Questions fréquentes sur le métier de Ingénieur Études et Développement en Logiciels de Simulation
- Quelle école choisir pour devenir ingénieur en logiciels de simulation aéronautique ?
- Les écoles les plus reconnues en France sont l'ISAE-SUPAERO et l'ENAC à Toulouse, l'ENSEEIHT, Centrale-Supélec, INSA Lyon et Toulouse, IMT Atlantique et Télécom Paris. Les masters en systèmes embarqués critiques de Paris-Saclay ou Sorbonne Université sont également d'excellentes voies. Une spécialisation en informatique temps réel, automatique ou avionique en troisième année est fortement recommandée.
- Quel salaire pour un ingénieur logiciel de simulation en 2026 ?

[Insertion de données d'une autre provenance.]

use crate::error::{Result, StoreError};

/// Identifier categories and their bit-width ceilings.
///
/// Categories that can hold many instances get wider id spaces; categories
/// with few expected instances (relationship types) get narrow ones. The
/// ceiling bounds both id allocation and the width of on-disk pointers.
#[derive(Debug, Copy, Clone, Eq, PartialEq, Hash)]
pub enum IdType {
    Node,
    Relationship,
    Property,
    StringBlock,
    ArrayBlock,
    PropertyIndex,
    PropertyIndexBlock,
    RelationshipType,
    RelationshipTypeBlock,
}

impl IdType {
    fn bits(self) -> u32 {
        match self {
            IdType::Node | IdType::Relationship => 35,
            IdType::Property | IdType::StringBlock | IdType::ArrayBlock => 36,
            IdType::RelationshipType => 16,
            IdType::PropertyIndex
            | IdType::PropertyIndexBlock
            | IdType::RelationshipTypeBlock => 32,
        }
    }

    /// Maximum representable identifier for this category.
    pub fn max_value(self) -> u64 {
        (1u64 << self.bits()) - 1
    }
}

/// Per-store identifier allocator: a high-water mark plus a free list.
///
/// Allocation beyond the category ceiling is an error, never wrapped.
#[derive(Debug)]
pub struct IdGenerator {
    id_type: IdType,
    next: u64,
    free: Vec<u64>,
}

impl IdGenerator {
    pub fn new(id_type: IdType) -> Self {
        Self {
            id_type,
            next: 0,
            free: Vec::new(),
        }
    }

    pub fn id_type(&self) -> IdType {
        self.id_type
    }

    pub fn allocate(&mut self) -> Result<u64> {
        if let Some(id) = self.free.pop() {
            return Ok(id);
        }
        if self.next > self.id_type.max_value() {
            return Err(StoreError::IdSpaceExhausted(self.id_type));
        }
        let id = self.next;
        self.next += 1;
        Ok(id)
    }

    pub fn free(&mut self, id: u64) {
        if id < self.next {
            self.free.push(id);
        }
    }

    /// Rebuilds the allocator from consistent store state after recovery.
    ///
    /// `in_use` must yield every identifier currently in use in the store.
    /// The high-water mark becomes highest-in-use + 1 and the free list is
    /// rebuilt from the gaps below it.
    pub fn resync<I>(&mut self, in_use: I)
    where
        I: IntoIterator<Item = u64>,
    {
        let mut used: Vec<u64> = in_use.into_iter().collect();
        used.sort_unstable();
        self.next = used.last().map_or(0, |high| high + 1);
        self.free.clear();
        let mut expected = 0u64;
        for id in used {
            while expected < id {
                self.free.push(expected);
                expected += 1;
            }
            expected = id + 1;
        }
        // Free lowest ids last so they are reused first.
        self.free.reverse();
    }
}

#[cfg(test)]
mod tests {
    use super::*;

    #[test]
    fn ceilings_follow_bit_widths() {
        assert_eq!(IdType::Node.max_value(), (1 << 35) - 1);
        assert_eq!(IdType::Relationship.max_value(), (1 << 35) - 1);
        assert_eq!(IdType::Property.max_value(), (1 << 36) - 1);
        assert_eq!(IdType::RelationshipType.max_value(), (1 << 16) - 1);
        assert_eq!(IdType::PropertyIndex.max_value(), (1 << 32) - 1);
    }

    #[test]
    fn allocate_reuses_freed_ids() -> Result<()> {
        let mut gen = IdGenerator::new(IdType::Node);
        let a = gen.allocate()?;
        let b = gen.allocate()?;
        assert_ne!(a, b);
        gen.free(a);
        assert_eq!(gen.allocate()?, a);
        Ok(())
    }

    #[test]
    fn allocate_fails_past_ceiling() {
        let mut gen = IdGenerator::new(IdType::RelationshipType);
        gen.next = IdType::RelationshipType.max_value() + 1;
        assert!(matches!(
            gen.allocate(),
            Err(StoreError::IdSpaceExhausted(IdType::RelationshipType))
        ));
    }

    #[test]
    fn resync_rebuilds_free_list_from_gaps() -> Result<()> {
        let mut gen = IdGenerator::new(IdType::Property);
        gen.resync([0, 1, 4, 5]);
        assert_eq!(gen.allocate()?, 2);
        assert_eq!(gen.allocate()?, 3);
        assert_eq!(gen.allocate()?, 6);
        Ok(())
    }
}
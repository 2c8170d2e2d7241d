use parking_lot::{Condvar, Mutex};
use rustc_hash::FxHashMap;

/// Which kind of record a lock key refers to.
#[derive(Debug, Copy, Clone, Eq, PartialEq, Hash)]
pub enum LockCategory {
    Node,
    Relationship,
}

/// A lock token naming one record: never a usable domain entity, just an
/// identifier plus its category.
#[derive(Debug, Copy, Clone, Eq, PartialEq, Hash)]
pub struct LockKey {
    pub category: LockCategory,
    pub id: u64,
}

impl LockKey {
    pub fn relationship(id: u64) -> Self {
        Self {
            category: LockCategory::Relationship,
            id,
        }
    }

    pub fn node(id: u64) -> Self {
        Self {
            category: LockCategory::Node,
            id,
        }
    }
}

#[derive(Debug)]
struct Held {
    owner: u64,
    count: u32,
}

/// Pessimistic per-record write locks.
///
/// Acquisition blocks until the key is free; re-acquisition by the same
/// owner is counted. No deadlock detection happens here; an external
/// scheduler is assumed to provide detection or timeouts.
#[derive(Debug, Default)]
pub struct LockManager {
    held: Mutex<FxHashMap<LockKey, Held>>,
    released: Condvar,
}

impl LockManager {
    pub fn new() -> Self {
        Self::default()
    }

    /// Blocking write-lock acquisition on behalf of transaction `owner`.
    pub fn acquire_write(&self, key: LockKey, owner: u64) {
        let mut held = self.held.lock();
        loop {
            match held.get_mut(&key) {
                None => {
                    held.insert(key, Held { owner, count: 1 });
                    return;
                }
                Some(entry) if entry.owner == owner => {
                    entry.count += 1;
                    return;
                }
                Some(_) => self.released.wait(&mut held),
            }
        }
    }

    /// Releases one hold on `key` by `owner`. Unknown keys are ignored.
    pub fn release_write(&self, key: LockKey, owner: u64) {
        let mut held = self.held.lock();
        if let Some(entry) = held.get_mut(&key) {
            if entry.owner != owner {
                return;
            }
            entry.count -= 1;
            if entry.count == 0 {
                held.remove(&key);
                self.released.notify_all();
            }
        }
    }

    /// Releases every lock held by `owner` (transaction completion).
    pub fn release_all(&self, owner: u64) {
        let mut held = self.held.lock();
        held.retain(|_, entry| entry.owner != owner);
        self.released.notify_all();
    }
}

- En 2026, un ingénieur junior gagne entre 38 000 et 48 000 € brut/an dans l'aéronautique. Un profil confirmé (3-7 ans) atteint 48 000 à 65 000 €. Un senior (7-12 ans) se situe entre 65 000 et 90 000 €. Les architectes et experts seniors dépassent fréquemment 100 000 € chez Airbus, Dassault, Thales ou Safran. Les freelances spécialisés DO-178C facturent 600 à 1 000 € par jour.
- Faut-il une habilitation défense pour ce métier ?
- Pas systématiquement, mais c'est très fréquent pour travailler sur Rafale, missiles MBDA, lanceurs ArianeGroup ou systèmes navals. L'habilitation Confidentiel Défense ou Secret Défense est demandée par l'employeur après l'embauche, via une enquête de la DGSI qui dure 3 à 9 mois. Elle restreint certains voyages mais constitue un atout majeur sur le CV.
- Quelle est la différence entre simulation SIL, HIL et MIL ?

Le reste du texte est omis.